With the November elections fast approaching, incumbent Gov. Pat Quinn and Republican challenger Bruce Rauner are busy spinning unemployment data to their advantage. But by cherry-picking numbers, both candidates only paint a partial picture.Before delving into the labor force participation rate (LFPR) in Illinois and the Midwest, here’s the latest from the state’s job front–in case you missed it:
- July’s unemployment rate dropped to 6.8 percent–the largest over-the-year decrease since 1984.
- The unemployment rate was 9.2 percent in July 2013.
- Employers added 11,200 new private-sector jobs, or 10,300 total nonfarm jobs if government losses are included.
- According to preliminary BLS figures, 17,157 people left the workforce last month.
July’s job gains is definitely good news, but Rauner and other skeptics say Illinois’ falling unemployment rate is the result of a shrinking workforce and LFPR.
“Across the country, economists say, ‘labor force participation,’ as it’s called, has dropped sharply since the Great Recession of December 2007 to June 2009. About half of the decline nationally is due to the aging of the workforce. When workers enter their early 60s, they retire in droves,” according to the Chicago Tribune.

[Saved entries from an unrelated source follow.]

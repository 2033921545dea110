//! Tile cache capability and implementations.
//!
//! The cache is a named blob store keyed by tile URL. It is treated as
//! unreliable: opening may fail outright (no platform cache directory, no
//! write permission), and callers degrade to an "unavailable" result
//! instead of failing the surrounding operation.

use std::collections::HashMap;
use std::path::{Path, PathBuf};
use std::sync::Mutex;

use serde::Serialize;

use crate::error::{TripDirError, TripDirResult};

/// Heuristic size of one cached tile. Stats and estimates are derived
/// from key counts, not measured bytes.
pub const AVERAGE_TILE_BYTES: u64 = 15 * 1024;

/// A named, URL-keyed blob store for tile images.
pub trait TileCache {
    fn contains(&self, url: &str) -> TripDirResult<bool>;
    fn put(&self, url: &str, bytes: &[u8]) -> TripDirResult<()>;
    fn keys(&self) -> TripDirResult<Vec<String>>;
}

/// Cache statistics derived from key enumeration.
#[derive(Debug, Clone, Copy, Default, Serialize)]
pub struct CacheStats {
    pub tiles: usize,
    pub estimated_bytes: u64,
}

/// Filesystem cache: one file per URL under a named directory in the
/// platform cache dir (e.g. `~/.cache/tripdir/tiles`).
pub struct FsTileCache {
    dir: PathBuf,
}

impl FsTileCache {
    /// Open the named cache, creating its directory if needed. Fails when
    /// no platform cache directory exists; callers treat that as "tile
    /// caching unsupported here".
    pub fn open(name: &str) -> TripDirResult<Self> {
        let root = dirs::cache_dir().ok_or_else(|| {
            TripDirError::Config("Could not determine cache directory".into())
        })?;
        Self::open_in(&root.join("tripdir"), name)
    }

    /// Open a named cache under an explicit root. Used directly in tests.
    pub fn open_in(root: &Path, name: &str) -> TripDirResult<Self> {
        let dir = root.join(name);
        std::fs::create_dir_all(&dir)?;
        Ok(FsTileCache { dir })
    }

    /// Delete the entire named cache. An absent cache is already clear.
    pub fn clear(name: &str) -> TripDirResult<()> {
        let Some(root) = dirs::cache_dir() else {
            return Ok(());
        };
        let dir = root.join("tripdir").join(name);
        if dir.exists() {
            std::fs::remove_dir_all(&dir)?;
        }
        Ok(())
    }

    /// Best-effort statistics for the named cache. Unavailable or empty
    /// caches both report zero.
    pub fn stats_for(name: &str) -> CacheStats {
        match Self::open(name) {
            Ok(cache) => cache.stats(),
            Err(_) => CacheStats::default(),
        }
    }

    pub fn stats(&self) -> CacheStats {
        let tiles = self.keys().map(|keys| keys.len()).unwrap_or(0);
        CacheStats {
            tiles,
            estimated_bytes: tiles as u64 * AVERAGE_TILE_BYTES,
        }
    }

    fn entry_path(&self, url: &str) -> PathBuf {
        self.dir.join(filename_for_url(url))
    }
}

impl TileCache for FsTileCache {
    fn contains(&self, url: &str) -> TripDirResult<bool> {
        Ok(self.entry_path(url).exists())
    }

    fn put(&self, url: &str, bytes: &[u8]) -> TripDirResult<()> {
        let path = self.entry_path(url);
        let temp_path = path.with_extension("tmp");
        std::fs::write(&temp_path, bytes)?;
        std::fs::rename(&temp_path, &path)?;
        Ok(())
    }

    fn keys(&self) -> TripDirResult<Vec<String>> {
        let mut keys = Vec::new();
        for entry in std::fs::read_dir(&self.dir)? {
            let path = entry?.path();
            if path.is_file()
                && let Some(name) = path.file_name().and_then(|n| n.to_str())
            {
                keys.push(name.to_string());
            }
        }
        Ok(keys)
    }
}

/// In-memory cache, used in tests and wherever persistence is not wanted.
#[derive(Default)]
pub struct MemoryTileCache {
    entries: Mutex<HashMap<String, Vec<u8>>>,
}

impl MemoryTileCache {
    pub fn new() -> Self {
        Self::default()
    }
}

impl TileCache for MemoryTileCache {
    fn contains(&self, url: &str) -> TripDirResult<bool> {
        let entries = self.entries.lock().unwrap_or_else(|e| e.into_inner());
        Ok(entries.contains_key(url))
    }

    fn put(&self, url: &str, bytes: &[u8]) -> TripDirResult<()> {
        let mut entries = self.entries.lock().unwrap_or_else(|e| e.into_inner());
        entries.insert(url.to_string(), bytes.to_vec());
        Ok(())
    }

    fn keys(&self) -> TripDirResult<Vec<String>> {
        let entries = self.entries.lock().unwrap_or_else(|e| e.into_inner());
        Ok(entries.keys().cloned().collect())
    }
}

/// Whether one tile is already cached. Best-effort: an unreadable cache
/// reports the tile as absent.
pub fn is_tile_cached<C: TileCache>(
    cache: &C,
    server: &super::TileServerConfig,
    tile: &crate::geo::TileCoordinates,
) -> bool {
    cache.contains(&server.tile_url(tile)).unwrap_or(false)
}

/// Stable filename for a URL: alphanumerics kept, everything else folded
/// to '-'. Tile URLs differ in their digits and subdomain letter, so the
/// mapping stays collision-free for any one tile server.
fn filename_for_url(url: &str) -> String {
    url.chars()
        .map(|c| if c.is_ascii_alphanumeric() { c } else { '-' })
        .collect()
}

The national LFPR is currently 62.9 percent.
Check out the map below to see each Midwest state’s LFPR and July’s preliminary unemployment rates:
Illinois’ labor force participation rate dropped 2.2 percentage points over the past five years. While the rate briefly rose to 65.4 percent during February and March of 2014, it has decreased by 0.6 percentage points since last July.
Though Illinois employers added nearly 18,000 new jobs in the past four months, the LFPR declined simultaneously and the workforce lost 63,000 people, according to data from the Bureau of Labor Statistics (BLS).
The Chicago Tribune editorial board has more:
Perhaps most relevant to this summer’s political debate, though, Illinois is failing to create jobs for its dwindling workforce at the rate that it must before citizens can think of their jobs recovery as robust. Over the past year, Illinois boosted its job total — we’re talking about private-sector, nonfarm jobs — by a paltry 35,600, according to preliminary BLS figures. That was a tiny 0.6 percent increase in the overall number of jobs.
And, regrettably, that number is about the annual average for Illinois: Over the past five years, a net of just 156,900 jobs were created. Put another way: During five years when the number of U.S. jobs rose by 5.2 percent, the number of Illinois jobs rose by 2.8 percent. Big difference.
Capitol Fax’s Rich Miller cited an explanation by James Bullard, president and CEO of the Federal Reserve Bank of St. Louis for the diminishing LFPR:
If you know only one aspect of the data on labor force participation, it should be this: Labor force participation used to be relatively low, it rose during the 1970s, 1980s and 1990s, peaking in 2000, and it has generally been declining since 2000. [...]
Since 2000, the labor force participation rate has generally been declining. The pace of decline was particularly sharp during the recession of 2007 – 2009, but the participation rate also declined steadily in the early 2000s and since the end of the recession in mid – 2009. […]
According to BLS projections, more than 70 percent of this decline is due to pure demographic factors; that is, changes in population shares by age groups, assuming unchanged participation rates for each group.
The main factor behind the decline is the workforce has a rising share of older, baby-boomer workers due to improvements in life expectancy. This rising share reduces the overall LFPR since older workers participate at a lower rate than prime, working-age individuals, according to Willem Van Zandweghe, a senior economist at the Federal Reserve Bank of Kansas City.
“A second factor behind the gradual decline of the LFPR has been a steady reduction in labor force participation among young people over the last decade, resulting in large part from rising school enrollment,” wrote Zandweghe.